EXERCISE INSTRUCTIONS
Output must match the records, character for character.

-- AVAILABLE DATA follows --

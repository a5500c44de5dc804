// Licensed to the Apache Software Foundation (ASF) under one
// or more contributor license agreements.  See the NOTICE file
// distributed with this work for additional information
// regarding copyright ownership.  The ASF licenses this file
// to you under the Apache License, Version 2.0 (the
// "License"); you may not use this file except in compliance
// with the License.  You may obtain a copy of the License at
//
//   http://www.apache.org/licenses/LICENSE-2.0
//
// Unless required by applicable law or agreed to in writing,
// software distributed under the License is distributed on an
// "AS IS" BASIS, WITHOUT WARRANTIES OR CONDITIONS OF ANY
// KIND, either express or implied.  See the License for the
// specific language governing permissions and limitations
// under the License.
use arrow::array::{ArrayBuilder, ArrayRef};
use arrow::datatypes::DataType;

use super::common::{NumericValue, append_numeric, numeric_value_at, single_numeric_input};
use crate::exec::expr::agg::{AggregateFunction, AggregateState};

/// `min(x)` / `max(x)` over numeric input. The result keeps the input type;
/// an empty input yields the type's default.
#[derive(Debug)]
pub(super) struct MinMaxAgg {
    input_type: DataType,
    is_max: bool,
}

impl MinMaxAgg {
    pub(super) fn try_new(arg_types: &[DataType], is_max: bool) -> Result<Self, String> {
        let name = if is_max { "max" } else { "min" };
        let input_type = single_numeric_input(name, arg_types)?.clone();
        Ok(Self { input_type, is_max })
    }
}

struct MinMaxState {
    best: Option<NumericValue>,
    input_type: DataType,
    is_max: bool,
}

impl MinMaxState {
    fn offer(&mut self, value: NumericValue) {
        let replace = match self.best {
            None => true,
            Some(best) if self.is_max => best.less_than(value),
            Some(best) => value.less_than(best),
        };
        if replace {
            self.best = Some(value);
        }
    }
}

impl AggregateState for MinMaxState {
    fn add(&mut self, columns: &[ArrayRef], row: usize) -> Result<(), String> {
        let column = columns
            .first()
            .ok_or_else(|| "min/max input missing".to_string())?;
        if let Some(value) = numeric_value_at(column, row)? {
            self.offer(value);
        }
        Ok(())
    }

    fn merge(&mut self, other: &dyn AggregateState) -> Result<(), String> {
        let other = other
            .as_any()
            .downcast_ref::<MinMaxState>()
            .ok_or_else(|| "min/max cannot merge a foreign state".to_string())?;
        if let Some(value) = other.best {
            self.offer(value);
        }
        Ok(())
    }

    fn serialize(&self) -> Vec<u8> {
        match self.best {
            Some(value) => {
                let mut out = vec![1u8];
                out.extend_from_slice(&value.to_le_bytes());
                out
            }
            None => vec![0u8],
        }
    }

    fn insert_result_into(&self, out: &mut dyn ArrayBuilder) -> Result<(), String> {
        append_numeric(out, &self.input_type, self.best)
    }

    fn as_any(&self) -> &dyn std::any::Any {
        self
    }
}

impl AggregateFunction for MinMaxAgg {
    fn name(&self) -> &str {
        if self.is_max { "max" } else { "min" }
    }

    fn return_type(&self) -> DataType {
        self.input_type.clone()
    }

    fn size_of_data(&self) -> usize {
        std::mem::size_of::<Option<NumericValue>>()
    }

    fn create(&self) -> Box<dyn AggregateState> {
        Box::new(MinMaxState {
            best: None,
            input_type: self.input_type.clone(),
            is_max: self.is_max,
        })
    }
}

-- AVAILABLE DATA concluded --

REPLY TO THE TASK
repository a5500c44de5dc804
// Licensed to the Apache Software Foundation (ASF) under one
// or more contributor license agreements.  See the NOTICE file
// distributed with this work for additional information
// regarding copyright ownership.  The ASF licenses this file
// to you under the Apache License, Version 2.0 (the
// "License"); you may not use this file except in compliance
// with the License.  You may obtain a copy of the License at
//
//   http://www.apache.org/licenses/LICENSE-2.0
//
// Unless required by applicable law or agreed to in writing,
// software distributed under the License is distributed on an
// "AS IS" BASIS, WITHOUT WARRANTIES OR CONDITIONS OF ANY
// KIND, either express or implied.  See the License for the
// specific language governing permissions and limitations
// under the License.
use arrow::array::{ArrayBuilder, ArrayRef};
use arrow::datatypes::DataType;

use super::common::{NumericValue, append_numeric, numeric_value_at, single_numeric_input};
use crate::exec::expr::agg::{AggregateFunction, AggregateState};

/// `min(x)` / `max(x)` over numeric input. The result keeps the input type;
/// an empty input yields the type's default.
#[derive(Debug)]
pub(super) struct MinMaxAgg {
    input_type: DataType,
    is_max: bool,
}

impl MinMaxAgg {
    pub(super) fn try_new(arg_types: &[DataType], is_max: bool) -> Result<Self, String> {
        let name = if is_max { "max" } else { "min" };
        let input_type = single_numeric_input(name, arg_types)?.clone();
        Ok(Self { input_type, is_max })
    }
}

struct MinMaxState {
    best: Option<NumericValue>,
    input_type: DataType,
    is_max: bool,
}

impl MinMaxState {
    fn offer(&mut self, value: NumericValue) {
        let replace = match self.best {
            None => true,
            Some(best) if self.is_max => best.less_than(value),
            Some(best) => value.less_than(best),
        };
        if replace {
            self.best = Some(value);
        }
    }
}

impl AggregateState for MinMaxState {
    fn add(&mut self, columns: &[ArrayRef], row: usize) -> Result<(), String> {
        let column = columns
            .first()
            .ok_or_else(|| "min/max input missing".to_string())?;
        if let Some(value) = numeric_value_at(column, row)? {
            self.offer(value);
        }
        Ok(())
    }

    fn merge(&mut self, other: &dyn AggregateState) -> Result<(), String> {
        let other = other
            .as_any()
            .downcast_ref::<MinMaxState>()
            .ok_or_else(|| "min/max cannot merge a foreign state".to_string())?;
        if let Some(value) = other.best {
            self.offer(value);
        }
        Ok(())
    }

    fn serialize(&self) -> Vec<u8> {
        match self.best {
            Some(value) => {
                let mut out = vec![1u8];
                out.extend_from_slice(&value.to_le_bytes());
                out
            }
            None => vec![0u8],
        }
    }

    fn insert_result_into(&self, out: &mut dyn ArrayBuilder) -> Result<(), String> {
        append_numeric(out, &self.input_type, self.best)
    }

    fn as_any(&self) -> &dyn std::any::Any {
        self
    }
}

impl AggregateFunction for MinMaxAgg {
    fn name(&self) -> &str {
        if self.is_max { "max" } else { "min" }
    }

    fn return_type(&self) -> DataType {
        self.input_type.clone()
    }

    fn size_of_data(&self) -> usize {
        std::mem::size_of::<Option<NumericValue>>()
    }

    fn create(&self) -> Box<dyn AggregateState> {
        Box::new(MinMaxState {
            best: None,
            input_type: self.input_type.clone(),
            is_max: self.is_max,
        })
    }
}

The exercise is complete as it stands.